Salary Continuation Plan Agreement with Steven D. Albright
EX-10.26 12 c03453exv10w26.htm SALARY CONTINUATION PLAN AGREEMENT WITH STEVEN D. ALBRIGHT exv10w26
Exhibit 10.26
SALARY CONTINUATION PLAN AGREEMENT
THIS AGREEMENT is made and entered into this 1st day of March, 1997 by and among Reliv International, Inc., an Illinois corporation (hereinafter referred to as the Company) and Steven D. Albright, and individual residing in Chesterfield, Missouri (Executive)
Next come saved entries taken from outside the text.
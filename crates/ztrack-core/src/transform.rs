//! 拖拽刚体变换
//!
//! 拖拽过程中累计的平移与绕中心的 Z 轴旋转，
//! 可转换为 4x4 齐次矩阵与宿主的场景节点变换对接。

use crate::math::{rotate_about_z, Matrix4, Point3, Vector3, EPSILON};
use serde::{Deserialize, Serialize};

/// 平移 + 绕 `center` 的旋转
///
/// 作用顺序：先绕 `center` 旋转，再平移。
#[derive(Debug, Clone, Copy, PartialEq, Serialize, Deserialize)]
pub struct DragTransform {
    pub translation: Vector3,
    /// 旋转角（弧度，逆时针为正）
    pub rotation: f64,
    pub center: Point3,
}

impl DragTransform {
    pub fn identity() -> Self {
        Self::with_center(Point3::origin())
    }

    pub fn with_center(center: Point3) -> Self {
        Self {
            translation: Vector3::zeros(),
            rotation: 0.0,
            center,
        }
    }

    pub fn is_identity(&self) -> bool {
        self.translation.norm() < EPSILON && self.rotation.abs() < EPSILON
    }

    /// 变换单个点
    pub fn apply(&self, point: &Point3) -> Point3 {
        rotate_about_z(point, &self.center, self.rotation) + self.translation
    }

    /// 齐次变换矩阵 `T(t) * T(c) * Rz(θ) * T(-c)`
    pub fn to_matrix(&self) -> Matrix4 {
        let to_center = Matrix4::new_translation(&self.center.coords);
        let from_center = Matrix4::new_translation(&-self.center.coords);
        let rotation = Matrix4::from_axis_angle(&Vector3::z_axis(), self.rotation);

        Matrix4::new_translation(&self.translation) * to_center * rotation * from_center
    }
}

impl Default for DragTransform {
    fn default() -> Self {
        Self::identity()
    }
}

/// 用齐次矩阵变换点列表，不修改输入
pub fn apply_points(points: &[Point3], matrix: &Matrix4) -> Vec<Point3> {
    points.iter().map(|p| matrix.transform_point(p)).collect()
}

#[cfg(test)]
mod tests {
    use super::*;
    use std::f64::consts::FRAC_PI_2;

    #[test]
    fn test_matrix_matches_apply() {
        let transform = DragTransform {
            translation: Vector3::new(1.0, -2.0, 0.5),
            rotation: FRAC_PI_2,
            center: Point3::new(3.0, 1.0, 0.0),
        };
        let matrix = transform.to_matrix();

        for p in [Point3::new(0.0, 0.0, 0.0), Point3::new(4.0, 1.0, 2.0)] {
            let a = transform.apply(&p);
            let b = matrix.transform_point(&p);
            assert!((a - b).norm() < 1e-9);
        }
    }

    #[test]
    fn test_identity() {
        let t = DragTransform::with_center(Point3::new(5.0, 5.0, 0.0));
        assert!(t.is_identity());

        let points = vec![Point3::new(1.0, 2.0, 3.0)];
        assert_eq!(apply_points(&points, &t.to_matrix()), points);
    }
}
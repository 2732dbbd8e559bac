//! 拖拽会话
//!
//! 持有一次拖拽手势的实时变换与预览几何：
//! - 整体拖拽的实体保存一份只读副本，预览时整体套用当前矩阵
//! - 局部拖拽的实体只快照 `[min-1, max+1]` 的索引窗口，每次更新重新计算
//!
//! 会话本身不修改任何实体坐标，提交由
//! [`EditSession::end_drag`](crate::session::EditSession::end_drag) 完成。

use crate::config::DragConfig;
use crate::entity::EntityId;
use crate::math::{
    bearing, normalize_angle, project, quantize, quantize_vector, unit, Matrix4, Point3, Vector3,
};
use crate::transform::{apply_points, DragTransform};
use std::collections::BTreeSet;
use tracing::{debug, trace, warn};

/// 拖拽方式
#[derive(Debug, Clone, Copy, PartialEq, Eq)]
pub enum DragMode {
    Translating,
    Rotating,
}

/// 会话状态
#[derive(Debug, Clone, Copy, PartialEq, Eq, Default)]
pub enum DragState {
    #[default]
    Idle,
    Dragging(DragMode),
}

/// 整体拖拽实体的预览副本
#[derive(Debug, Clone, PartialEq)]
pub struct FullDragPreview {
    pub entity: EntityId,
    pub points: Vec<Point3>,
}

/// 局部拖拽实体的预览窗口
#[derive(Debug, Clone, PartialEq)]
pub struct PartialDragPreview {
    pub entity: EntityId,
    /// 窗口在实体坐标中的起始索引
    pub start: usize,
    /// 窗口内坐标的快照
    base: Vec<Point3>,
    /// 窗口内被拖拽的相对索引
    indices: Vec<usize>,
    /// 当前预览坐标
    buffer: Vec<Point3>,
}

impl PartialDragPreview {
    /// 以拖拽索引前后各扩一位截取窗口，端点相邻线段才能正确插值
    ///
    /// 没有有效索引时返回 `None`。
    pub fn new(
        entity: EntityId,
        coordinates: &[Point3],
        drag_indices: &BTreeSet<usize>,
    ) -> Option<Self> {
        let last = coordinates.len().checked_sub(1)?;
        let min = *drag_indices.iter().find(|&&i| i <= last)?;
        let max = drag_indices.range(..=last).next_back().copied()?;

        let start = min.saturating_sub(1);
        let end = (max + 1).min(last);
        let base = coordinates[start..=end].to_vec();
        let indices = drag_indices.range(start..=end).map(|i| i - start).collect();

        Some(Self {
            entity,
            start,
            buffer: base.clone(),
            base,
            indices,
        })
    }

    /// 窗口覆盖的实体索引范围（闭区间）
    pub fn window(&self) -> (usize, usize) {
        (self.start, self.start + self.base.len() - 1)
    }

    /// 被拖拽的实体索引
    pub fn drag_indices(&self) -> impl Iterator<Item = usize> + '_ {
        self.indices.iter().map(|i| i + self.start)
    }

    pub fn buffer(&self) -> &[Point3] {
        &self.buffer
    }

    fn refresh(&mut self, matrix: &Matrix4) {
        self.buffer.clone_from(&self.base);
        for &i in &self.indices {
            self.buffer[i] = matrix.transform_point(&self.base[i]);
        }
    }
}

/// 拖拽会话，每个编辑会话持有一个
#[derive(Debug, Clone)]
pub struct DragSession {
    config: DragConfig,
    state: DragState,
    participants: Vec<EntityId>,
    center: Point3,
    /// 平移的参考指针位置
    anchor: Point3,
    last_pointer: Point3,
    /// 未量化的累计旋转角
    raw_rotation: f64,
    current_bearing: Option<f64>,
    transform: DragTransform,
    full_drag: Vec<FullDragPreview>,
    partial_drag: Vec<PartialDragPreview>,
    drag_line: Option<[Point3; 2]>,
}

impl Default for DragSession {
    fn default() -> Self {
        Self {
            config: DragConfig::default(),
            state: DragState::Idle,
            participants: Vec::new(),
            center: Point3::origin(),
            anchor: Point3::origin(),
            last_pointer: Point3::origin(),
            raw_rotation: 0.0,
            current_bearing: None,
            transform: DragTransform::identity(),
            full_drag: Vec::new(),
            partial_drag: Vec::new(),
            drag_line: None,
        }
    }
}

impl DragSession {
    pub fn new(config: DragConfig) -> Self {
        let mut session = Self::default();
        session.set_lock_axis(config.lock_axis);
        session.set_translate_increment(config.translate_increment);
        session.set_rotate_increment(config.rotate_increment);
        session.config.translation_enabled = config.translation_enabled;
        session.config.rotation_enabled = config.rotation_enabled;
        session.config.show_drag_line = config.show_drag_line;
        session.config.rotate_modifier = config.rotate_modifier;
        session
    }

    pub fn config(&self) -> &DragConfig {
        &self.config
    }

    pub fn state(&self) -> DragState {
        self.state
    }

    pub fn is_dragging(&self) -> bool {
        self.state != DragState::Idle
    }

    /// 设置平移约束轴，零向量视为取消约束
    pub fn set_lock_axis(&mut self, axis: Option<Vector3>) {
        self.config.lock_axis = match axis {
            Some(axis) => {
                let normalized = unit(&axis);
                if normalized.is_none() {
                    warn!("Ignoring zero-length lock axis");
                }
                normalized
            }
            None => None,
        };
    }

    /// 负数或非有限值视为连续
    pub fn set_translate_increment(&mut self, increment: f64) {
        self.config.translate_increment = checked_increment(increment);
    }

    pub fn set_rotate_increment(&mut self, increment: f64) {
        self.config.rotate_increment = checked_increment(increment);
    }

    pub fn enable_translation(&mut self, enabled: bool) {
        self.config.translation_enabled = enabled;
    }

    pub fn enable_rotation(&mut self, enabled: bool) {
        self.config.rotation_enabled = enabled;
    }

    pub fn participants(&self) -> &[EntityId] {
        &self.participants
    }

    pub fn center(&self) -> Point3 {
        self.center
    }

    /// 最近一次更新的指针位置
    pub fn last_pointer(&self) -> Point3 {
        self.last_pointer
    }

    /// 当前累计的刚体变换
    pub fn transform(&self) -> DragTransform {
        self.transform
    }

    pub fn matrix(&self) -> Matrix4 {
        self.transform.to_matrix()
    }

    pub fn full_drag(&self) -> &[FullDragPreview] {
        &self.full_drag
    }

    pub fn partial_drag(&self) -> &[PartialDragPreview] {
        &self.partial_drag
    }

    /// `[变换后的中心, 指针]` 引导线
    pub fn drag_line(&self) -> Option<[Point3; 2]> {
        self.drag_line
    }

    /// 整体拖拽副本套用当前矩阵后的坐标
    pub fn preview_coordinates(&self, entity: EntityId) -> Option<Vec<Point3>> {
        let matrix = self.matrix();
        self.full_drag
            .iter()
            .find(|preview| preview.entity == entity)
            .map(|preview| apply_points(&preview.points, &matrix))
    }

    pub(crate) fn start(
        &mut self,
        participants: Vec<EntityId>,
        center: Point3,
        pointer: Point3,
        full_drag: Vec<FullDragPreview>,
        partial_drag: Vec<PartialDragPreview>,
    ) {
        debug!(
            "Drag started: {} full, {} partial",
            full_drag.len(),
            partial_drag.len()
        );

        self.state = DragState::Dragging(DragMode::Translating);
        self.participants = participants;
        self.center = center;
        self.anchor = pointer;
        self.last_pointer = pointer;
        self.raw_rotation = 0.0;
        self.current_bearing = bearing(&(pointer - center));
        self.transform = DragTransform::with_center(center);
        self.full_drag = full_drag;
        self.partial_drag = partial_drag;
        self.drag_line = None;
    }

    /// 根据指针位置更新变换，变换有变化时返回 true
    ///
    /// `rotate` 表示旋转修饰键是否按下；方式切换时重新锚定，
    /// 已累计的变换保持不变。
    pub(crate) fn update(&mut self, pointer: Point3, rotate: bool) -> bool {
        let DragState::Dragging(mode) = self.state else {
            return false;
        };

        let next = if rotate {
            DragMode::Rotating
        } else {
            DragMode::Translating
        };
        if next != mode {
            self.reanchor(next, pointer);
        }
        self.last_pointer = pointer;

        let before = self.transform;
        match next {
            DragMode::Translating if self.config.translation_enabled => self.translate(pointer),
            DragMode::Rotating if self.config.rotation_enabled => self.rotate(pointer),
            _ => {}
        }
        self.update_drag_line(pointer);

        if self.transform == before {
            return false;
        }

        let matrix = self.matrix();
        for preview in &mut self.partial_drag {
            preview.refresh(&matrix);
        }
        trace!(
            "Drag transform: translation {:?}, rotation {:.4}",
            self.transform.translation,
            self.transform.rotation
        );
        true
    }

    /// 结束手势，返回最终变换并回到 Idle
    pub(crate) fn finish(&mut self) -> DragTransform {
        let transform = self.transform;
        self.clear();
        debug!("Drag finished: {:?}", transform);
        transform
    }

    /// 丢弃预览，回到 Idle
    pub(crate) fn clear(&mut self) {
        self.state = DragState::Idle;
        self.participants.clear();
        self.full_drag.clear();
        self.partial_drag.clear();
        self.drag_line = None;
        self.raw_rotation = 0.0;
        self.current_bearing = None;
        self.transform = DragTransform::with_center(self.center);
    }

    /// 当前变换下的旋转支点
    fn pivot(&self) -> Point3 {
        self.center + self.transform.translation
    }

    fn reanchor(&mut self, mode: DragMode, pointer: Point3) {
        match mode {
            // 指针等效地回到"当前平移"对应的位置
            DragMode::Translating => self.anchor = pointer - self.transform.translation,
            DragMode::Rotating => self.current_bearing = bearing(&(pointer - self.pivot())),
        }
        trace!("Re-anchored drag for {:?}", mode);
        self.state = DragState::Dragging(mode);
    }

    fn translate(&mut self, pointer: Point3) {
        let mut offset = pointer - self.anchor;
        if let Some(axis) = &self.config.lock_axis {
            offset = project(&offset, axis);
        }
        self.transform.translation = quantize_vector(&offset, self.config.translate_increment);
    }

    fn rotate(&mut self, pointer: Point3) {
        // 半径退化时角度不变
        let Some(angle) = bearing(&(pointer - self.pivot())) else {
            return;
        };

        if let Some(previous) = self.current_bearing {
            self.raw_rotation += normalize_angle(previous - angle);
        }
        self.current_bearing = Some(angle);
        self.transform.rotation = quantize(self.raw_rotation, self.config.rotate_increment);
    }

    fn update_drag_line(&mut self, pointer: Point3) {
        self.drag_line = self
            .config
            .show_drag_line
            .then(|| [self.pivot(), pointer]);
    }
}

fn checked_increment(increment: f64) -> f64 {
    if increment.is_finite() {
        increment.max(0.0)
    } else {
        warn!("Ignoring non-finite drag increment {}", increment);
        0.0
    }
}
WHEREAS, the Executive is employed by the Company and is a key executive of the Company;
WHEREAS, the Company recognizes the significant value to the Company of the continued services of Executive to the Company and wishes to encourage his continued employment;
WHEREAS, the Executive wishes to be assured that he will be entitled to a certain amount of compensation for a definite period of time from and after his retirement from active service with the Company or that his family will be entitled to such compensation from and after his death either while in the employ of the Company or within ten years of his retirement from the service of the Corporation;
WHEREAS, the parties hereto wish to provide the terms and conditions upon which the Company shall pay such additional compensation to the Executive after his retirement or to his family after his death.
NOW, THEREFORE, in consideration of the premises and of the terms, covenants and conditions hereinafter contained, the parties hereto agree as follows:
1. Definitions.
1.1 Cause shall mean and include (a) any cause for termination pursuant to an employment agreement among Executive and the Company or (b) if there shall be no employment agreement among Executive and the Company in effect:
(1) | Any failure by Executive to perform his duties, responsibilities or obligations as an employee of the Company in a faithful and diligent manner or with reasonable care and the failure by Executive to cure such failure within 10 days after notice thereof shall have been given to Executive by the Company; or | ||
(2) | Commission by Executive of any material act of dishonesty as an employee of the Company or of disloyalty to the Company, or of any |
wrongful or unauthorized appropriation, taking or misuse of funds, property or business opportunities of the Company. |
1.2 Eligible Termination shall mean and include the termination of Executives employment by the Company (a) prior to the Eligibility Date by act of the Company without cause, (b) after the Eligibility Date for any reason other than termination of Executives employment by the Company for cause, including without limitation, (I) the retirement of Executive by written notice to the Company, (ii) the death of Executive or (iii) the termination of Executives employment by the Company without cause.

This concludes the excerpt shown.